We are excited to celebrate the launch of EmbraceRace’s new podcast. EmbraceRace joined Proteus Fund as a fiscally sponsored initiative in 2016 and supports parents and caregivers to raise kids who are thoughtful, informed, and brave about race.
Andrew Grant-Thomas and Melissa Giraud co-founded EmbraceRace in response to their experience as social justice workers, educators, and parents who struggled to find the tools they needed to raise multiracial children. Through resources, discussion spaces, and networks, EmbraceRace aims to foster resilience in children of color and nurture cross-racial inclusivity and empathy in all children.
With its new podcast, EmbraceRace brings you the best and latest advice on how to guide kids around race through informative conversations with researchers, practitioners, and community members. In this inaugural season, EmbraceRace explores long-standing myths about race and kids and discusses How Kids ACTUALLY Learn About Race.
The podcast is an extension of the work of EmbraceRace, and Melissa and Andrew host the series. Hear what they have to say about this incredible new resource.
When we started EmbraceRace in early 2016, we didn’t have the resources or capacity to add a podcast to our foundational work of creating and curating resources and community to support caregivers wanting to raise kids with healthy racial attitudes. But early on, we started having webinar conversations with guests, and we saw quickly that there was a substantial and very engaged audience for conversations about race and kids. When George Floyd was murdered in 2020, EmbraceRace had already built up resources and an archive of webinars that many more people started to find. The week of Floyd’s murder, we had 15,000 people register for the two webinars we held. By the end of that year, we had over 70K subscribers to our newsletter.
Even though our webinar numbers remained relatively good, we knew we could reach more people with a podcast. And as we exited the intense COVID time, our subscribers asked for it. They are busy people (often parents of young children) who want to be able to listen to EmbraceRace conversations while making dinner or commuting. We were also all experiencing Zoom fatigue.

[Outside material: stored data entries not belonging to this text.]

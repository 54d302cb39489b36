use std::collections::{BTreeSet, HashMap};
use std::sync::{Arc, Mutex};

use axum::response::Response;
use chrono::{DateTime, TimeZone, Utc};
use serde_json::Value;

use crate::config::ReportConfig;
use crate::vetting::domain::{
    Application, ApplicationId, CandidateContact, EquityAcceptance, EquityExpectation,
    ExperienceYears, FinancialSituation, PartnershipSubmission, PartnershipType, Skill,
    TimeCommitment,
};
use crate::vetting::repository::{
    ApplicationNotice, ApplicationRecord, ApplicationRepository, NotificationError,
    NotificationPublisher, RepositoryError,
};
use crate::vetting::{application_router, PartnerVettingService};

pub(super) fn fixed_time() -> DateTime<Utc> {
    Utc.with_ymd_and_hms(2026, 10, 19, 12, 0, 0)
        .single()
        .expect("valid timestamp")
}

/// Equity candidate who hits every positive bucket.
pub(super) fn favorable_application() -> Application {
    Application {
        confirmed_understanding: true,
        partnership_type: PartnershipType::Equity,
        equity_acceptance: EquityAcceptance::FullyComfortable,
        equity_expectation: EquityExpectation::FiveToTen,
        monthly_revenue_share_usd: None,
        upfront_fee_usd: None,
        monthly_fee_usd: None,
        business_description: None,
        financial_situation: FinancialSituation::Stable,
        experience_years: ExperienceYears::TenPlus,
        time_commitment: TimeCommitment::FullTime,
        skills: BTreeSet::from([Skill::Tech, Skill::ProductStrategy]),
        previous_companies: Some("Shopify, Stripe".to_string()),
        value_proposition: Some("Scaled two marketplaces past $10M ARR".to_string()),
        network: Some("Creator economy founders and angels".to_string()),
        why_now: Some("Just exited my last company".to_string()),
        platform_tool_experience: Some("Built internal tooling on similar platforms".to_string()),
        creator_entrepreneur_experience: Some("Ran a 200k subscriber channel".to_string()),
        growth_vision: Some("Own partnerships and self-serve growth".to_string()),
    }
}

/// Score of [`favorable_application`]: 10 + 25 + 15 + 20 + 30 + 20 + 17 + 35.
pub(super) const FAVORABLE_SCORE: u32 = 172;

pub(super) fn hybrid_application(monthly_revenue_share_usd: Option<f64>) -> Application {
    Application {
        partnership_type: PartnershipType::Hybrid,
        equity_acceptance: EquityAcceptance::PrefersHybrid,
        monthly_revenue_share_usd,
        ..favorable_application()
    }
}

/// Monetary candidate with nothing filled in and every weak bucket selected.
pub(super) fn empty_monetary_application() -> Application {
    Application {
        confirmed_understanding: true,
        partnership_type: PartnershipType::MonetaryBusiness,
        equity_acceptance: EquityAcceptance::Unset,
        equity_expectation: EquityExpectation::Unset,
        monthly_revenue_share_usd: None,
        upfront_fee_usd: None,
        monthly_fee_usd: None,
        business_description: Some("   ".to_string()),
        financial_situation: FinancialSituation::NeedsIncome,
        experience_years: ExperienceYears::ZeroToTwo,
        time_commitment: TimeCommitment::PartTime,
        skills: BTreeSet::new(),
        previous_companies: None,
        value_proposition: None,
        network: None,
        why_now: None,
        platform_tool_experience: None,
        creator_entrepreneur_experience: None,
        growth_vision: None,
    }
}

pub(super) fn contact() -> CandidateContact {
    CandidateContact {
        full_name: "Jordan Rivera".to_string(),
        email: "jordan@example.com".to_string(),
        phone: Some("+1 555 0100".to_string()),
        location: Some("Austin, TX".to_string()),
        linkedin_url: None,
    }
}

pub(super) fn submission() -> PartnershipSubmission {
    PartnershipSubmission {
        contact: contact(),
        application: favorable_application(),
    }
}

pub(super) fn unconfirmed_submission() -> PartnershipSubmission {
    let mut submission = submission();
    submission.application.confirmed_understanding = false;
    submission
}

pub(super) fn invalid_contact_submission() -> PartnershipSubmission {
    let mut submission = submission();
    submission.contact.full_name = "  ".to_string();
    submission.contact.email = "not-an-email".to_string();
    submission
}

pub(super) fn build_service() -> (
    PartnerVettingService<MemoryRepository, MemoryNotifier>,
    Arc<MemoryRepository>,
    Arc<MemoryNotifier>,
) {
    let repository = Arc::new(MemoryRepository::default());
    let notifier = Arc::new(MemoryNotifier::default());
    let service =
        PartnerVettingService::new(repository.clone(), notifier.clone(), ReportConfig::default());
    (service, repository, notifier)
}

#[derive(Default, Clone)]
pub(super) struct MemoryRepository {
    pub(super) records: Arc<Mutex<HashMap<ApplicationId, ApplicationRecord>>>,
}

impl MemoryRepository {
    pub(super) fn len(&self) -> usize {
        self.records.lock().expect("repository mutex poisoned").len()
    }
}

impl ApplicationRepository for MemoryRepository {
    fn insert(&self, record: ApplicationRecord) -> Result<ApplicationRecord, RepositoryError> {
        let mut guard = self.records.lock().expect("repository mutex poisoned");
        if guard.contains_key(&record.id) {
            return Err(RepositoryError::Conflict);
        }
        guard.insert(record.id.clone(), record.clone());
        Ok(record)
    }

    fn fetch(&self, id: &ApplicationId) -> Result<Option<ApplicationRecord>, RepositoryError> {
        let guard = self.records.lock().expect("repository mutex poisoned");
        Ok(guard.get(id).cloned())
    }

    fn recent(&self, limit: usize) -> Result<Vec<ApplicationRecord>, RepositoryError> {
        let guard = self.records.lock().expect("repository mutex poisoned");
        let mut records: Vec<_> = guard.values().cloned().collect();
        records.sort_by(|a, b| b.received_at.cmp(&a.received_at));
        records.truncate(limit);
        Ok(records)
    }
}

#[derive(Default, Clone)]
pub(super) struct MemoryNotifier {
    events: Arc<Mutex<Vec<ApplicationNotice>>>,
}

impl MemoryNotifier {
    pub(super) fn events(&self) -> Vec<ApplicationNotice> {
        self.events.lock().expect("notifier mutex poisoned").clone()
    }
}

impl NotificationPublisher for MemoryNotifier {
    fn publish(&self, notice: ApplicationNotice) -> Result<(), NotificationError> {
        self.events
            .lock()
            .expect("notifier mutex poisoned")
            .push(notice);
        Ok(())
    }
}

pub(super) struct OfflineNotifier;

impl NotificationPublisher for OfflineNotifier {
    fn publish(&self, _notice: ApplicationNotice) -> Result<(), NotificationError> {
        Err(NotificationError::Transport("smtp relay offline".to_string()))
    }
}

pub(super) struct ConflictRepository;

impl ApplicationRepository for ConflictRepository {
    fn insert(&self, _record: ApplicationRecord) -> Result<ApplicationRecord, RepositoryError> {
        Err(RepositoryError::Conflict)
    }

    fn fetch(&self, _id: &ApplicationId) -> Result<Option<ApplicationRecord>, RepositoryError> {
        Ok(None)
    }

    fn recent(&self, _limit: usize) -> Result<Vec<ApplicationRecord>, RepositoryError> {
        Ok(Vec::new())
    }
}

pub(super) struct UnavailableRepository;

impl ApplicationRepository for UnavailableRepository {
    fn insert(&self, _record: ApplicationRecord) -> Result<ApplicationRecord, RepositoryError> {
        Err(RepositoryError::Unavailable("database offline".to_string()))
    }

    fn fetch(&self, _id: &ApplicationId) -> Result<Option<ApplicationRecord>, RepositoryError> {
        Err(RepositoryError::Unavailable("database offline".to_string()))
    }

    fn recent(&self, _limit: usize) -> Result<Vec<ApplicationRecord>, RepositoryError> {
        Err(RepositoryError::Unavailable("database offline".to_string()))
    }
}

pub(super) async fn read_json_body(response: Response) -> Value {
    let body = axum::body::to_bytes(response.into_body(), 64 * 1024)
        .await
        .expect("read body");
    serde_json::from_slice(&body).expect("json payload")
}

pub(super) fn application_router_with_service(
    service: PartnerVettingService<MemoryRepository, MemoryNotifier>,
) -> axum::Router {
    application_router(Arc::new(service))
}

We’re definitely in a moment when many podcasts are going under as a lot of money for media jobs has vanished. Even still, this is the perfect time to start a podcast for EmbraceRace! Why? 1) we have a built-in audience (but of course, hope the podcast grows it); 2) we already collaborate a lot to create our resources and as a function of being organizers of adults in the lives of children, so the podcast draws from work we were already doing; and 3) we now have the staff and resources we need to create a lean, seasonal (7 episodes this season), evergreen podcast. The response so far has been great!
Conversations about remedying racial inequities in social justice movements too often leave out the critical lever of children’s racial learning. Raising kids to have healthy racial attitudes is seen as interpersonal work, apart from the work of dismantling systemic and institutional racism. But as social scientists are fond of saying, there are agents and there are social structures. As agents, we are constrained by the inequitable systems we operate in. But we also create and maintain those structures. It follows that to create better structures, we need better agents! At EmbraceRace, we share strategies for raising kids who are inclusive, thoughtful, and brave about race, and we connect the dots between our work as caregivers and the work of creating racially just communities.
With the podcast, we deliver succinct, engaging conversations about how race works and what that means for how we raise kids, how we build schools, how we design policy … how we do all the things to make multiracial democracy possible. The EmbraceRace community of collaborators and travelers concerned and working in the race and kids space is extensive. In the podcast, we will amplify their voices, research, experiences, and best practices. We are inspired by the EmbraceRace community and expect the podcast will inspire people listening and show them that they are part of a larger movement of people working to choose racial and social justice and to support kids, families and communities every day.